JoyfulWorker DMS is a simple document management system (DMS) implemented in Ruby and PostgreSQL. The main design goal are as follows:
Extensible Metadata. The system integrates with a relational database, allowing applications to attach as much metadata to files as desired, and then relate this to other information in the database.
Concurrency. The system transparently handles concurrent access to files. It automatically arranges and stores files in the most efficient way possible.
Scalability. The system runs over any kind of file system (even network file systems) and handle virtually an unlimited number of users and/or mounted file systems.
Simplicity. The system has a simple, intuitive API that requires no understanding beyond the normal Ruby and UNIX I/O idioms.
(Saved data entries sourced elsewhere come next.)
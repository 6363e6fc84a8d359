use super::Indication;
use crate::response::ServiceResponse;
use bacpot_core::services::i_am::IAmRequest;
use bacpot_core::services::who_is::WhoIsRequest;

/// Answers with I-Am unless the request's instance range excludes us.
pub fn handle<'a>(request: &WhoIsRequest, indication: &Indication<'a>) -> ServiceResponse<'a> {
    let device = indication.device;
    if !request.matches(device.instance()) {
        log::info!(
            "who-is from {} for {:?} does not cover device {}",
            indication.source,
            request.range,
            device.instance()
        );
        return ServiceResponse::NoReply;
    }
    log::info!("who-is from {}: answering i-am", indication.source);
    ServiceResponse::IAm(IAmRequest {
        device_id: device.identifier(),
        max_apdu: device.max_apdu(),
        segmentation: device.segmentation().to_u32(),
        vendor_id: device.vendor_id(),
    })
}

#[cfg(test)]
mod tests {
    use super::handle;
    use crate::handlers::fixtures::{reference_device, requester};
    use crate::handlers::Indication;
    use crate::response::ServiceResponse;
    use crate::transmit::MAX_APDU_LEN;
    use bacpot_core::services::who_is::WhoIsRequest;
    use bacpot_core::types::{ObjectId, ObjectType, Segmentation};

    #[test]
    fn global_who_is_answers_with_device_parameters() {
        let device = reference_device();
        let indication = Indication {
            device: &device,
            source: requester(),
            invoke_id: None,
            max_apdu: MAX_APDU_LEN,
        };
        let ServiceResponse::IAm(i_am) = handle(&WhoIsRequest::global(), &indication) else {
            panic!("expected i-am");
        };
        assert_eq!(i_am.device_id, ObjectId::new(ObjectType::Device, 36113));
        assert_eq!(i_am.max_apdu, 1024);
        assert_eq!(i_am.segmentation, Segmentation::SegmentedBoth.to_u32());
        assert_eq!(i_am.vendor_id, 15);
    }

    #[test]
    fn range_limits_are_inclusive() {
        let device = reference_device();
        let indication = Indication {
            device: &device,
            source: requester(),
            invoke_id: None,
            max_apdu: MAX_APDU_LEN,
        };
        for (low, high) in [(36113, 36113), (0, 36113), (36113, 4_194_303)] {
            assert!(matches!(
                handle(&WhoIsRequest::ranged(low, high), &indication),
                ServiceResponse::IAm(_)
            ));
        }
    }

    #[test]
    fn range_excluding_device_is_silent() {
        let device = reference_device();
        let indication = Indication {
            device: &device,
            source: requester(),
            invoke_id: None,
            max_apdu: MAX_APDU_LEN,
        };
        assert_eq!(
            handle(&WhoIsRequest::ranged(1, 36112), &indication),
            ServiceResponse::NoReply
        );
        assert_eq!(
            handle(&WhoIsRequest::ranged(36114, 40000), &indication),
            ServiceResponse::NoReply
        );
    }
}
use bacpot_device::Device;
use bacpot_server::IAmAddressing;
use clap::ValueEnum;

/// CLI-friendly mirror of [`IAmAddressing`].
#[derive(Debug, Clone, Copy, PartialEq, Eq, ValueEnum)]
pub enum AddressingArg {
    Broadcast,
    Unicast,
}

impl AddressingArg {
    pub const fn into_addressing(self) -> IAmAddressing {
        match self {
            Self::Broadcast => IAmAddressing::Broadcast,
            Self::Unicast => IAmAddressing::Unicast,
        }
    }
}

/// JSON overview of a loaded device, printed by `bacpot --check`.
pub fn device_summary(device: &Device) -> serde_json::Value {
    let objects: Vec<_> = device
        .objects()
        .iter()
        .map(|object| {
            serde_json::json!({
                "object_identifier": object.id().to_string(),
                "object_name": object.name(),
            })
        })
        .collect();
    serde_json::json!({
        "device_identifier": device.identifier().to_string(),
        "device_name": device.name(),
        "vendor_identifier": device.vendor_id(),
        "max_apdu_length_accepted": device.max_apdu(),
        "segmentation_supported": device.segmentation().to_u32(),
        "objects": objects,
    })
}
DMS is not designed to be fancy. It is designed to be simple, reliable, and scalable. It provides a clean way to store, track, and associate metadata with documents. It does not concern itself with the content or identity of documents beyond their IDs. From its perspective, it's a simple repository — stick a new document in it, and it gives you back a unique ID with which to identify it. With that ID, you have the means to retrieve, overwrite, or delete it. Since the document ID is stored in a database, you can also associated an unlimited amount of metadata with it. But beyond the document ID, DMS could care less, and leaves it up to you to make sense of things. All it needs and knows about is basically the ID.
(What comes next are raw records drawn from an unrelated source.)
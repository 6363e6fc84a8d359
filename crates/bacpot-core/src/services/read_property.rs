use crate::apdu::{ComplexAckHeader, ConfirmedRequestHeader};
use crate::encoding::{
    primitives::{encode_ctx_object_id, encode_ctx_unsigned},
    reader::Reader,
    tag::Tag,
    writer::Writer,
};
use crate::services::value_codec::{decode_values_until_closing, encode_application_data_value};
use crate::services::{
    bracketed, decode_optional_ctx_unsigned, decode_required_ctx_object_id,
    decode_required_ctx_unsigned, expect_tag,
};
use crate::types::{DataValue, ObjectId, PropertyId};
use crate::{DecodeError, EncodeError};

pub const SERVICE_READ_PROPERTY: u8 = 0x0C;

#[derive(Debug, Clone, Copy, PartialEq, Eq)]
pub struct ReadPropertyRequest {
    pub object_id: ObjectId,
    pub property_id: PropertyId,
    pub array_index: Option<u32>,
}

/// `[0] object, [1] property, [2] index`, shared by request and ack.
fn encode_reference(
    w: &mut Writer<'_>,
    object_id: ObjectId,
    property_id: PropertyId,
    array_index: Option<u32>,
) -> Result<(), EncodeError> {
    encode_ctx_object_id(w, 0, object_id.raw())?;
    encode_ctx_unsigned(w, 1, property_id.to_u32())?;
    match array_index {
        Some(index) => encode_ctx_unsigned(w, 2, index),
        None => Ok(()),
    }
}

fn decode_reference(
    r: &mut Reader<'_>,
) -> Result<(ObjectId, PropertyId, Option<u32>), DecodeError> {
    let object_id = decode_required_ctx_object_id(r, 0)?;
    let property_id = PropertyId::from_u32(decode_required_ctx_unsigned(r, 1)?);
    let array_index = decode_optional_ctx_unsigned(r, 2)?;
    Ok((object_id, property_id, array_index))
}

impl ReadPropertyRequest {
    pub fn encode(&self, w: &mut Writer<'_>, invoke_id: u8) -> Result<(), EncodeError> {
        ConfirmedRequestHeader::unsegmented(invoke_id, SERVICE_READ_PROPERTY).encode(w)?;
        encode_reference(w, self.object_id, self.property_id, self.array_index)
    }

    pub fn decode_after_header(r: &mut Reader<'_>) -> Result<Self, DecodeError> {
        let (object_id, property_id, array_index) = decode_reference(r)?;
        r.expect_end()?;
        Ok(Self {
            object_id,
            property_id,
            array_index,
        })
    }
}

#[derive(Debug, Clone, PartialEq)]
pub struct ReadPropertyAck<'a> {
    pub object_id: ObjectId,
    pub property_id: PropertyId,
    pub array_index: Option<u32>,
    pub value: DataValue<'a>,
}

impl<'a> ReadPropertyAck<'a> {
    /// Writes the complete Complex-ACK APDU.
    pub fn encode(&self, w: &mut Writer<'_>, invoke_id: u8) -> Result<(), EncodeError> {
        ComplexAckHeader::new(invoke_id, SERVICE_READ_PROPERTY).encode(w)?;
        encode_reference(w, self.object_id, self.property_id, self.array_index)?;
        bracketed(w, 3, |w| encode_application_data_value(w, &self.value))
    }

    pub fn decode_after_header(r: &mut Reader<'a>) -> Result<Self, DecodeError> {
        let (object_id, property_id, array_index) = decode_reference(r)?;
        expect_tag(r, Tag::Opening { tag_num: 3 })?;
        let value = decode_values_until_closing(r, 3)?;
        Ok(Self {
            object_id,
            property_id,
            array_index,
            value,
        })
    }
}
use crate::apdu::ApduType;
use crate::encoding::{
    primitives::{decode_app_enumerated, encode_app_enumerated},
    reader::Reader,
    writer::Writer,
};
use crate::types::{ErrorClass, ErrorCode, MaxApdu, RejectReason};
use crate::{DecodeError, EncodeError};

const SEGMENTED: u8 = 0b1000;
const MORE_FOLLOWS: u8 = 0b0100;
const SEGMENTED_RESPONSE_ACCEPTED: u8 = 0b0010;

/// Sequencing octets carried only by segmented messages.
#[derive(Debug, Clone, Copy, PartialEq, Eq)]
pub struct Segment {
    pub sequence_number: u8,
    pub window_size: u8,
    pub more_follows: bool,
}

#[derive(Debug, Clone, Copy, PartialEq, Eq)]
pub struct ConfirmedRequestHeader {
    pub segment: Option<Segment>,
    pub segmented_response_accepted: bool,
    pub max_segments: u8,
    pub max_apdu: u8,
    pub invoke_id: u8,
    pub service_choice: u8,
}

impl ConfirmedRequestHeader {
    /// A single-segment request accepting responses up to 1476 octets.
    pub const fn unsegmented(invoke_id: u8, service_choice: u8) -> Self {
        Self {
            segment: None,
            segmented_response_accepted: true,
            max_segments: 0,
            max_apdu: MaxApdu::UpTo1476.to_u8(),
            invoke_id,
            service_choice,
        }
    }

    pub const fn is_segmented(&self) -> bool {
        self.segment.is_some()
    }

    /// Largest response APDU the requester accepts. Reserved codes fall back
    /// to the 50 octet minimum.
    pub fn max_apdu_octets(&self) -> usize {
        MaxApdu::from_u32(u32::from(self.max_apdu)).map_or(50, MaxApdu::octets)
    }

    pub fn encode(&self, w: &mut Writer<'_>) -> Result<(), EncodeError> {
        let mut flags = 0;
        if self.segmented_response_accepted {
            flags |= SEGMENTED_RESPONSE_ACCEPTED;
        }
        if let Some(segment) = self.segment {
            flags |= SEGMENTED;
            if segment.more_follows {
                flags |= MORE_FOLLOWS;
            }
        }
        w.write_u8(ApduType::ConfirmedRequest.octet(flags))?;
        w.write_u8(((self.max_segments & 0x07) << 4) | (self.max_apdu & 0x0F))?;
        w.write_u8(self.invoke_id)?;
        if let Some(segment) = self.segment {
            w.write_u8(segment.sequence_number)?;
            w.write_u8(segment.window_size)?;
        }
        w.write_u8(self.service_choice)
    }

    pub fn decode(r: &mut Reader<'_>) -> Result<Self, DecodeError> {
        let flags = ApduType::ConfirmedRequest.read_flags(r)?;
        let limits = r.read_u8()?;
        let invoke_id = r.read_u8()?;
        let segment = if flags & SEGMENTED != 0 {
            Some(Segment {
                sequence_number: r.read_u8()?,
                window_size: r.read_u8()?,
                more_follows: flags & MORE_FOLLOWS != 0,
            })
        } else {
            None
        };
        Ok(Self {
            segment,
            segmented_response_accepted: flags & SEGMENTED_RESPONSE_ACCEPTED != 0,
            max_segments: (limits >> 4) & 0x07,
            max_apdu: limits & 0x0F,
            invoke_id,
            service_choice: r.read_u8()?,
        })
    }
}

/// Header of an unsegmented Complex-ACK; this stack never segments replies.
#[derive(Debug, Clone, Copy, PartialEq, Eq)]
pub struct ComplexAckHeader {
    pub invoke_id: u8,
    pub service_choice: u8,
}

impl ComplexAckHeader {
    pub const fn new(invoke_id: u8, service_choice: u8) -> Self {
        Self {
            invoke_id,
            service_choice,
        }
    }

    pub fn encode(&self, w: &mut Writer<'_>) -> Result<(), EncodeError> {
        w.write_u8(ApduType::ComplexAck.octet(0))?;
        w.write_u8(self.invoke_id)?;
        w.write_u8(self.service_choice)
    }

    /// Segmented acknowledgements are reported as `Unsupported`.
    pub fn decode(r: &mut Reader<'_>) -> Result<Self, DecodeError> {
        if ApduType::ComplexAck.read_flags(r)? & SEGMENTED != 0 {
            return Err(DecodeError::Unsupported);
        }
        let invoke_id = r.read_u8()?;
        let service_choice = r.read_u8()?;
        Ok(Self::new(invoke_id, service_choice))
    }
}

/// BACnet-Error-PDU answering a confirmed request.
#[derive(Debug, Clone, Copy, PartialEq, Eq)]
pub struct BacnetError {
    pub invoke_id: u8,
    pub service_choice: u8,
    pub error_class: u32,
    pub error_code: u32,
}

impl BacnetError {
    pub const fn new(
        invoke_id: u8,
        service_choice: u8,
        error_class: ErrorClass,
        error_code: ErrorCode,
    ) -> Self {
        Self {
            invoke_id,
            service_choice,
            error_class: error_class.to_u32(),
            error_code: error_code.to_u32(),
        }
    }

    pub fn encode(&self, w: &mut Writer<'_>) -> Result<(), EncodeError> {
        w.write_u8(ApduType::Error.octet(0))?;
        w.write_u8(self.invoke_id)?;
        w.write_u8(self.service_choice)?;
        encode_app_enumerated(w, self.error_class)?;
        encode_app_enumerated(w, self.error_code)
    }

    pub fn decode(r: &mut Reader<'_>) -> Result<Self, DecodeError> {
        ApduType::Error.read_flags(r)?;
        let invoke_id = r.read_u8()?;
        let service_choice = r.read_u8()?;
        Ok(Self {
            invoke_id,
            service_choice,
            error_class: decode_app_enumerated(r)?,
            error_code: decode_app_enumerated(r)?,
        })
    }
}

#[derive(Debug, Clone, Copy, PartialEq, Eq)]
pub struct RejectPdu {
    pub invoke_id: u8,
    pub reason: u8,
}

impl RejectPdu {
    pub const fn new(invoke_id: u8, reason: RejectReason) -> Self {
        Self {
            invoke_id,
            reason: reason.to_u8(),
        }
    }

    pub fn encode(&self, w: &mut Writer<'_>) -> Result<(), EncodeError> {
        w.write_all(&[ApduType::Reject.octet(0), self.invoke_id, self.reason])
    }

    pub fn decode(r: &mut Reader<'_>) -> Result<Self, DecodeError> {
        ApduType::Reject.read_flags(r)?;
        let invoke_id = r.read_u8()?;
        let reason = r.read_u8()?;
        Ok(Self { invoke_id, reason })
    }
}

#[cfg(test)]
mod tests {
    use super::{BacnetError, ComplexAckHeader, ConfirmedRequestHeader, RejectPdu, Segment};
    use crate::encoding::{reader::Reader, writer::Writer};
    use crate::types::{ErrorClass, ErrorCode, RejectReason};
    use crate::DecodeError;

    #[test]
    fn read_property_request_header() {
        let mut buf = [0u8; 8];
        let mut w = Writer::new(&mut buf);
        ConfirmedRequestHeader::unsegmented(101, 0x0C)
            .encode(&mut w)
            .unwrap();
        assert_eq!(w.as_written(), &[0x02, 0x05, 0x65, 0x0C]);

        let mut r = Reader::new(w.as_written());
        let hdr = ConfirmedRequestHeader::decode(&mut r).unwrap();
        assert!(!hdr.is_segmented());
        assert_eq!(hdr.invoke_id, 101);
        assert_eq!(hdr.max_apdu_octets(), 1476);
    }

    #[test]
    fn segmented_request_carries_sequence_octets() {
        let mut r = Reader::new(&[0x0C, 0x05, 0x01, 0x00, 0x04, 0x0E]);
        let hdr = ConfirmedRequestHeader::decode(&mut r).unwrap();
        assert_eq!(
            hdr.segment,
            Some(Segment {
                sequence_number: 0,
                window_size: 4,
                more_follows: true,
            })
        );
        assert_eq!(hdr.service_choice, 0x0E);
        assert!(r.is_empty());
    }

    #[test]
    fn reserved_max_apdu_code_means_minimum() {
        let mut r = Reader::new(&[0x00, 0x0F, 0x01, 0x0C]);
        let hdr = ConfirmedRequestHeader::decode(&mut r).unwrap();
        assert_eq!(hdr.max_apdu_octets(), 50);
    }

    #[test]
    fn segmented_complex_ack_is_unsupported() {
        let mut r = Reader::new(&[0x38, 0x01, 0x00, 0x01, 0x0C]);
        assert_eq!(
            ComplexAckHeader::decode(&mut r).unwrap_err(),
            DecodeError::Unsupported
        );
    }

    #[test]
    fn unknown_object_error_bytes() {
        let mut buf = [0u8; 16];
        let mut w = Writer::new(&mut buf);
        BacnetError::new(7, 0x0C, ErrorClass::Object, ErrorCode::UnknownObject)
            .encode(&mut w)
            .unwrap();
        assert_eq!(w.as_written(), &[0x50, 0x07, 0x0C, 0x91, 0x01, 0x91, 0x1F]);

        let mut r = Reader::new(w.as_written());
        let decoded = BacnetError::decode(&mut r).unwrap();
        assert_eq!(decoded.error_class, 1);
        assert_eq!(decoded.error_code, 31);
    }

    #[test]
    fn reject_bytes() {
        let mut buf = [0u8; 8];
        let mut w = Writer::new(&mut buf);
        RejectPdu::new(3, RejectReason::UnrecognizedService)
            .encode(&mut w)
            .unwrap();
        assert_eq!(w.as_written(), &[0x60, 0x03, 0x09]);
    }

    #[test]
    fn pdu_type_mismatch_is_invalid() {
        let mut r = Reader::new(&[0x50, 0x03, 0x09]);
        assert_eq!(
            RejectPdu::decode(&mut r).unwrap_err(),
            DecodeError::InvalidValue
        );
    }
}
DMS consists of two principle components: a file system directory structure and a database. The file system holds the actual files/data, and the database holds all of the metadata about those files. Separately, each component is useless. For DMS to have any meaning, both components must be used together, and kept perfectly consistent. DMS library is therefore not just an API to provide a simple way to store documents, but also the means that guards and preserves the integrity between the file system and its associated database information.